The report explicitly recognized that fear, of course. One of the changes we recommend is a complete rethink of the procedures for reporting medical error, to take it out of the courtroom and into Communication and Resolution Programmes (CRPs). We don’t talk about negligence; we talk about standard of avoidability, which recognizes that some errors arise from very difficult diagnostic problems. The error disclosure procedure should include having somebody in the institution who is totally dedicated to patient safety, and also supportive of physicians and with a good understanding of diagnostic issues, such that all doctors would feel comfortable about approaching this person to establish if there has been harm and if so how to disclose it without destroying their careers.

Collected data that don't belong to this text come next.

//! NASDAQ screener CSV loading.
//!
//! Screener exports carry more columns than the dashboard stores. Headers are
//! matched case-insensitively (`IPO Year` becomes `ipo_year`), extra columns
//! are dropped and rows without a symbol are discarded.

use std::collections::HashMap;
use std::fs::File;
use std::io::Read;
use std::path::Path;

use csv::StringRecord;

use crate::error::IngestError;
use crate::models::{EtfDetail, StockDetail};

pub const STOCK_SCREENER_COLUMNS: [&str; 7] = [
    "symbol", "name", "country", "ipo_year", "volume", "sector", "industry",
];

pub const ETF_SCREENER_COLUMNS: [&str; 2] = ["symbol", "name"];

/// Parsed screener rows plus the number of rows dropped for a missing symbol.
#[derive(Debug, Clone, PartialEq)]
pub struct ScreenerLoad<T> {
    pub rows: Vec<T>,
    pub dropped: usize,
}

pub fn read_stock_screener(path: &Path) -> Result<ScreenerLoad<StockDetail>, IngestError> {
    let file = open_input(path)?;
    parse_stock_screener(file, &path.display().to_string())
}

pub fn read_etf_screener(path: &Path) -> Result<ScreenerLoad<EtfDetail>, IngestError> {
    let file = open_input(path)?;
    parse_etf_screener(file, &path.display().to_string())
}

/// Parse a stock screener export. `origin` labels errors.
pub fn parse_stock_screener<R: Read>(
    reader: R,
    origin: &str,
) -> Result<ScreenerLoad<StockDetail>, IngestError> {
    let mut csv_reader = csv_reader(reader);
    let positions = resolve_columns(&mut csv_reader, &STOCK_SCREENER_COLUMNS, origin)?;

    let mut load = ScreenerLoad {
        rows: Vec::new(),
        dropped: 0,
    };
    for record in csv_reader.records() {
        let record = record.map_err(|error| csv_error(origin, error))?;
        let Some(symbol) = cell(&record, positions[0]) else {
            load.dropped += 1;
            continue;
        };
        let ipo_year = lenient_int(cell(&record, positions[3]), "ipo_year", &symbol, origin);
        let volume = lenient_int(cell(&record, positions[4]), "volume", &symbol, origin);
        load.rows.push(StockDetail {
            name: cell(&record, positions[1]),
            country: cell(&record, positions[2]),
            ipo_year,
            volume,
            sector: cell(&record, positions[5]),
            industry: cell(&record, positions[6]),
            symbol,
        });
    }
    if load.dropped > 0 {
        tracing::warn!(origin, dropped = load.dropped, "Dropped screener rows without a symbol");
    }
    Ok(load)
}

/// Parse an ETF screener export. `origin` labels errors.
pub fn parse_etf_screener<R: Read>(
    reader: R,
    origin: &str,
) -> Result<ScreenerLoad<EtfDetail>, IngestError> {
    let mut csv_reader = csv_reader(reader);
    let positions = resolve_columns(&mut csv_reader, &ETF_SCREENER_COLUMNS, origin)?;

    let mut load = ScreenerLoad {
        rows: Vec::new(),
        dropped: 0,
    };
    for record in csv_reader.records() {
        let record = record.map_err(|error| csv_error(origin, error))?;
        match cell(&record, positions[0]) {
            Some(symbol) => load.rows.push(EtfDetail {
                symbol,
                name: cell(&record, positions[1]),
            }),
            None => load.dropped += 1,
        }
    }
    if load.dropped > 0 {
        tracing::warn!(origin, dropped = load.dropped, "Dropped screener rows without a symbol");
    }
    Ok(load)
}

pub(crate) fn open_input(path: &Path) -> Result<File, IngestError> {
    File::open(path).map_err(|source| IngestError::Io {
        path: path.display().to_string(),
        source,
    })
}

pub(crate) fn csv_reader<R: Read>(reader: R) -> csv::Reader<R> {
    csv::ReaderBuilder::new()
        .has_headers(true)
        .flexible(true)
        .trim(csv::Trim::All)
        .from_reader(reader)
}

pub(crate) fn csv_error(origin: &str, error: csv::Error) -> IngestError {
    IngestError::Csv {
        path: origin.to_string(),
        error,
    }
}

pub(crate) fn normalize_header(header: &str) -> String {
    let lower = header.trim().to_lowercase();
    if lower == "ipo year" {
        "ipo_year".to_string()
    } else {
        lower
    }
}

/// Positions of `required` columns in the header row, in the order given.
pub(crate) fn resolve_columns<R: Read>(
    reader: &mut csv::Reader<R>,
    required: &[&str],
    origin: &str,
) -> Result<Vec<usize>, IngestError> {
    let headers = reader
        .headers()
        .map_err(|error| csv_error(origin, error))?;
    let index: HashMap<String, usize> = headers
        .iter()
        .enumerate()
        .map(|(i, h)| (normalize_header(h), i))
        .collect();

    required
        .iter()
        .map(|column| {
            index
                .get(*column)
                .copied()
                .ok_or_else(|| IngestError::MissingColumn {
                    path: origin.to_string(),
                    column: column.to_string(),
                })
        })
        .collect()
}

/// Non-empty cell value. Short rows read as empty.
pub(crate) fn cell(record: &StringRecord, position: usize) -> Option<String> {
    record
        .get(position)
        .filter(|value| !value.is_empty())
        .map(String::from)
}

/// Integer parse accepting float spellings such as `1999.0`.
pub(crate) fn parse_integral(value: &str) -> Option<i64> {
    if let Ok(n) = value.parse::<i64>() {
        return Some(n);
    }
    let f = value.parse::<f64>().ok()?;
    if f.is_finite() && f.fract() == 0.0 && f.abs() < i64::MAX as f64 {
        Some(f as i64)
    } else {
        None
    }
}

fn lenient_int(value: Option<String>, column: &str, symbol: &str, origin: &str) -> Option<i64> {
    let value = value?;
    let parsed = parse_integral(&value);
    if parsed.is_none() {
        tracing::warn!(origin, symbol, column, value = %value, "Unparseable screener number stored as NULL");
    }
    parsed
}

#[cfg(test)]
mod tests {
    use super::*;

    const STOCK_CSV: &str = "\
Symbol,Name,Last Sale,Net Change,% Change,Market Cap,Country,IPO Year,Volume,Sector,Industry
AAPL,Apple Inc. Common Stock,$185.92,1.02,0.55%,2870000000000,United States,1980,48103241,Technology,Computer Manufacturing
,Ghost Row,$1.00,0,0%,0,United States,,0,,
MSFT,Microsoft Corporation Common Stock,$388.47,-1.22,-0.31%,2890000000000,United States,1986.0,20109000,Technology,Computer Software: Prepackaged Software
NEWCO,New Company,$10.00,0,0%,0,,,,,
";

    #[test]
    fn stock_screener_projects_known_columns() {
        let load = parse_stock_screener(STOCK_CSV.as_bytes(), "stock.csv").unwrap();
        assert_eq!(load.dropped, 1);
        assert_eq!(load.rows.len(), 3);

        let aapl = &load.rows[0];
        assert_eq!(aapl.symbol, "AAPL");
        assert_eq!(aapl.name.as_deref(), Some("Apple Inc. Common Stock"));
        assert_eq!(aapl.country.as_deref(), Some("United States"));
        assert_eq!(aapl.ipo_year, Some(1980));
        assert_eq!(aapl.volume, Some(48103241));
        assert_eq!(aapl.sector.as_deref(), Some("Technology"));
        assert_eq!(aapl.industry.as_deref(), Some("Computer Manufacturing"));
    }

    #[test]
    fn stock_screener_accepts_float_years_and_empty_cells() {
        let load = parse_stock_screener(STOCK_CSV.as_bytes(), "stock.csv").unwrap();
        assert_eq!(load.rows[1].ipo_year, Some(1986));

        let newco = &load.rows[2];
        assert_eq!(newco.symbol, "NEWCO");
        assert_eq!(newco.country, None);
        assert_eq!(newco.ipo_year, None);
        assert_eq!(newco.sector, None);
    }

    #[test]
    fn stock_screener_bad_number_becomes_null() {
        let csv = "symbol,name,country,ipo_year,volume,sector,industry\nAAPL,Apple,US,n/a,abc,Tech,HW\n";
        let load = parse_stock_screener(csv.as_bytes(), "s.csv").unwrap();
        assert_eq!(load.rows[0].ipo_year, None);
        assert_eq!(load.rows[0].volume, None);
    }

    #[test]
    fn stock_screener_missing_column_is_error() {
        let csv = "Symbol,Name,Country,Volume,Sector,Industry\nAAPL,Apple,US,1,Tech,HW\n";
        let err = parse_stock_screener(csv.as_bytes(), "s.csv").unwrap_err();
        match err {
            IngestError::MissingColumn { column, .. } => assert_eq!(column, "ipo_year"),
            other => panic!("unexpected error: {other}"),
        }
    }

    #[test]
    fn etf_screener_keeps_symbol_and_name() {
        let csv = "Symbol,Name,Last Sale\nQQQ,Invesco QQQ Trust,$400\n,Nameless,$1\n";
        let load = parse_etf_screener(csv.as_bytes(), "etf.csv").unwrap();
        assert_eq!(load.dropped, 1);
        assert_eq!(
            load.rows,
            vec![EtfDetail {
                symbol: "QQQ".into(),
                name: Some("Invesco QQQ Trust".into()),
            }]
        );
    }

    #[test]
    fn header_normalization() {
        assert_eq!(normalize_header(" IPO Year "), "ipo_year");
        assert_eq!(normalize_header("Symbol"), "symbol");
        assert_eq!(normalize_header("% Change"), "% change");
    }

    #[test]
    fn parse_integral_variants() {
        assert_eq!(parse_integral("42"), Some(42));
        assert_eq!(parse_integral("42.0"), Some(42));
        assert_eq!(parse_integral("42.5"), None);
        assert_eq!(parse_integral("NaN"), None);
        assert_eq!(parse_integral(""), None);
    }

    #[test]
    fn missing_file_reports_path() {
        let err = read_stock_screener(Path::new("/nonexistent/screener.csv")).unwrap_err();
        assert!(err.to_string().contains("/nonexistent/screener.csv"));
    }
}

Other recommended changes include alterations to the payment system, so that pathologists get paid for doing all the things that contribute to identifying, learning from and preventing errors. Because at present in the US, if all you do is help people with laboratory test selection and interpretation, you cannot make a living because those activities are not reimbursed. Therefore, pathologists can’t provide that critical level of safety input regarding the most appropriate test. So the incentives for error prevention and disclosure are all misaligned at the moment, and that’s what we hope to change with this report.
In conclusion, the IoM wants to change things, so that we can start talking about errors without threatening people’s careers – that means dealing with errors not in a courtroom but in a different setting, such as via CRPs. I think that people will accept the easier recommendations of the report quite quickly, maybe within a couple of years – for example, internal systems such as the CRPs could be set up quite quickly, and this concept of diagnosis as a team sport is really just a matter of opening a dialog, and how hard is that? But the cultural shift away from reacting to errors with litigation will take longer – it’s more aspirational at this stage, at least in the USA. Changing the court system in America is going to be hard!”
Michael Laposata is Chairman of the Department of Pathology at the University of Texas Medical Branch at Galveston, USA.